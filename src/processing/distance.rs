// src/processing/distance.rs
//! Distance scoring of target blocks against a reference prototype
//!
//! The reference feature matrix is reduced to a prototype vector by a
//! column-wise mean, then every target block's row is scored against it.
//! With fewer than two feature columns cosine similarity is undefined, so
//! the squared Euclidean distance is used instead.

use crate::error::{AnalysisError, AnalysisResult};
use ndarray::{Array2, ArrayView1, Axis};

/// Per-block distance values plus the maximum observed
///
/// Rebuilt from scratch on every scoring pass; previous contents are never
/// accumulated into.
#[derive(Debug, Clone, Default)]
pub struct DistanceCurve {
    values: Vec<f32>,
    max_distance: f32,
}

impl DistanceCurve {
    /// Distance values in block order
    pub fn values(&self) -> &[f32] {
        &self.values
    }

    /// Maximum distance across all blocks
    ///
    /// Denormalizes the fractional clustering threshold back to the curve's
    /// original scale.
    pub fn max_distance(&self) -> f32 {
        self.max_distance
    }

    /// Number of scored blocks
    pub fn len(&self) -> usize {
        self.values.len()
    }

    /// Whether the curve has no blocks
    pub fn is_empty(&self) -> bool {
        self.values.is_empty()
    }

    /// Build a curve directly from raw values, tracking the maximum
    ///
    /// Intended for driving the clusterer from synthetic or externally
    /// computed curves.
    pub fn from_values(values: Vec<f32>) -> Self {
        let max_distance = values.iter().copied().fold(0.0f32, f32::max);
        Self {
            values,
            max_distance,
        }
    }
}

/// Score every target block against the reference prototype
///
/// Returns the distance curve together with its running maximum. An empty
/// feature selection produces empty matrices upstream; scoring them yields
/// an empty curve rather than an error.
///
/// # Errors
///
/// Returns `AnalysisError::InvalidInput` if the reference matrix has no
/// rows while the target does, or if the column counts differ.
pub fn compute_distances(
    ref_matrix: &Array2<f32>,
    target_matrix: &Array2<f32>,
) -> AnalysisResult<DistanceCurve> {
    if ref_matrix.ncols() == 0 && target_matrix.ncols() == 0 {
        return Ok(DistanceCurve::default());
    }
    if ref_matrix.ncols() != target_matrix.ncols() {
        return Err(AnalysisError::InvalidInput(format!(
            "feature column mismatch: reference has {}, target has {}",
            ref_matrix.ncols(),
            target_matrix.ncols()
        )));
    }

    let prototype = ref_matrix.mean_axis(Axis(0)).ok_or_else(|| {
        AnalysisError::InvalidInput("reference region produced no feature blocks".to_string())
    })?;

    let use_euclidean = target_matrix.ncols() < 2;
    let mut values = Vec::with_capacity(target_matrix.nrows());
    let mut max_distance = 0.0f32;

    for row in target_matrix.rows() {
        let distance = if use_euclidean {
            squared_euclidean(row, prototype.view())
        } else {
            cosine_distance(row, prototype.view())
        };
        if distance > max_distance {
            max_distance = distance;
        }
        values.push(distance);
    }

    tracing::debug!(
        blocks = values.len(),
        max_distance,
        metric = if use_euclidean { "euclidean" } else { "cosine" },
        "computed distance curve"
    );

    Ok(DistanceCurve {
        values,
        max_distance,
    })
}

fn squared_euclidean(row: ArrayView1<'_, f32>, prototype: ArrayView1<'_, f32>) -> f32 {
    row.iter()
        .zip(prototype.iter())
        .map(|(&a, &b)| (a - b) * (a - b))
        .sum()
}

/// `1 - cos(row, prototype)`, clamped non-negative
///
/// A zero-norm row or prototype has no defined angle; the distance falls
/// back to 0, the same sentinel the spectral centroid guard uses.
fn cosine_distance(row: ArrayView1<'_, f32>, prototype: ArrayView1<'_, f32>) -> f32 {
    let dot: f32 = row.iter().zip(prototype.iter()).map(|(&a, &b)| a * b).sum();
    let row_norm: f32 = row.iter().map(|&a| a * a).sum::<f32>().sqrt();
    let proto_norm: f32 = prototype.iter().map(|&b| b * b).sum::<f32>().sqrt();

    if row_norm <= 0.0 || proto_norm <= 0.0 {
        return 0.0;
    }

    (1.0 - dot / (row_norm * proto_norm)).max(0.0)
}

#[cfg(test)]
mod tests {
    use super::*;
    use ndarray::arr2;

    #[test]
    fn test_single_column_uses_squared_euclidean() {
        let reference = arr2(&[[1.0], [3.0]]); // prototype = 2.0
        let target = arr2(&[[2.0], [5.0], [0.0]]);
        let curve = compute_distances(&reference, &target).unwrap();
        assert_eq!(curve.values(), &[0.0, 9.0, 4.0]);
        assert_eq!(curve.max_distance(), 9.0);
    }

    #[test]
    fn test_multi_column_uses_cosine() {
        let reference = arr2(&[[1.0, 0.0]]);
        let target = arr2(&[[1.0, 0.0], [0.0, 1.0], [-1.0, 0.0]]);
        let curve = compute_distances(&reference, &target).unwrap();
        assert!(curve.values()[0].abs() < 1e-6); // same direction
        assert!((curve.values()[1] - 1.0).abs() < 1e-6); // orthogonal
        assert!((curve.values()[2] - 2.0).abs() < 1e-6); // opposite
        assert!((curve.max_distance() - 2.0).abs() < 1e-6);
    }

    #[test]
    fn test_zero_norm_rows_guarded() {
        let reference = arr2(&[[0.0, 0.0]]);
        let target = arr2(&[[0.0, 0.0], [1.0, 1.0]]);
        let curve = compute_distances(&reference, &target).unwrap();
        assert_eq!(curve.values(), &[0.0, 0.0]);
    }

    #[test]
    fn test_max_matches_curve_maximum() {
        let reference = arr2(&[[1.0, 1.0]]);
        let target = arr2(&[[1.0, 1.0], [1.0, -1.0], [0.5, 0.7]]);
        let curve = compute_distances(&reference, &target).unwrap();
        let observed_max = curve.values().iter().copied().fold(0.0f32, f32::max);
        assert_eq!(curve.max_distance(), observed_max);
    }

    #[test]
    fn test_recomputation_is_idempotent() {
        let reference = arr2(&[[1.0, 2.0], [3.0, 4.0]]);
        let target = arr2(&[[1.0, 2.0], [2.0, 1.0], [5.0, 5.0]]);
        let first = compute_distances(&reference, &target).unwrap();
        let second = compute_distances(&reference, &target).unwrap();
        assert_eq!(first.values(), second.values());
        assert_eq!(first.max_distance(), second.max_distance());
    }

    #[test]
    fn test_empty_selection_matrices_yield_empty_curve() {
        let empty = Array2::<f32>::zeros((0, 0));
        let curve = compute_distances(&empty, &empty).unwrap();
        assert!(curve.is_empty());
        assert_eq!(curve.max_distance(), 0.0);
    }

    #[test]
    fn test_empty_reference_with_target_rows_is_error() {
        let reference = Array2::<f32>::zeros((0, 2));
        let target = arr2(&[[1.0, 2.0]]);
        assert!(compute_distances(&reference, &target).is_err());
    }

    #[test]
    fn test_column_mismatch_is_error() {
        let reference = arr2(&[[1.0, 2.0]]);
        let target = arr2(&[[1.0, 2.0, 3.0]]);
        assert!(compute_distances(&reference, &target).is_err());
    }

    #[test]
    fn test_from_values_tracks_max() {
        let curve = DistanceCurve::from_values(vec![0.1, 0.9, 0.1]);
        assert_eq!(curve.max_distance(), 0.9);
        assert_eq!(curve.len(), 3);
    }
}
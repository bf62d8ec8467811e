// src/error.rs
//! Unified error handling for the similarity analysis pipeline
//!
//! Only precondition violations surface as errors to the caller. Numeric
//! degeneracies inside the pipeline (zero-norm vectors, zero-energy spectra)
//! are recovered locally with a defined sentinel value and never propagate
//! as errors.

use thiserror::Error;

/// Errors that can occur during similarity analysis
#[derive(Debug, Error)]
pub enum AnalysisError {
    /// Invalid input data or parameters
    #[error("invalid input: {0}")]
    InvalidInput(String),

    /// Clustering was asked to run on a distance curve where no block falls
    /// under the scaled threshold
    #[error("no blocks accepted under threshold; cannot form regions")]
    NoAcceptedBlocks,

    /// Configuration loading or validation error
    #[error("configuration error: {0}")]
    Config(String),

    /// Region export error
    #[error("export error: {0}")]
    Export(String),

    /// I/O error while reading configuration or writing exports
    #[error("i/o error: {0}")]
    Io(#[from] std::io::Error),

    /// WAV encoding error
    #[error("wav error: {0}")]
    Wav(#[from] hound::Error),
}

/// Result type alias for analysis operations
pub type AnalysisResult<T> = Result<T, AnalysisError>;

────────────────

Task details »
If a line in the records above contains the word "scored", copy it.

Output of the task »
//! column-wise mean, then every target block's row is scored against it.
    /// Number of scored blocks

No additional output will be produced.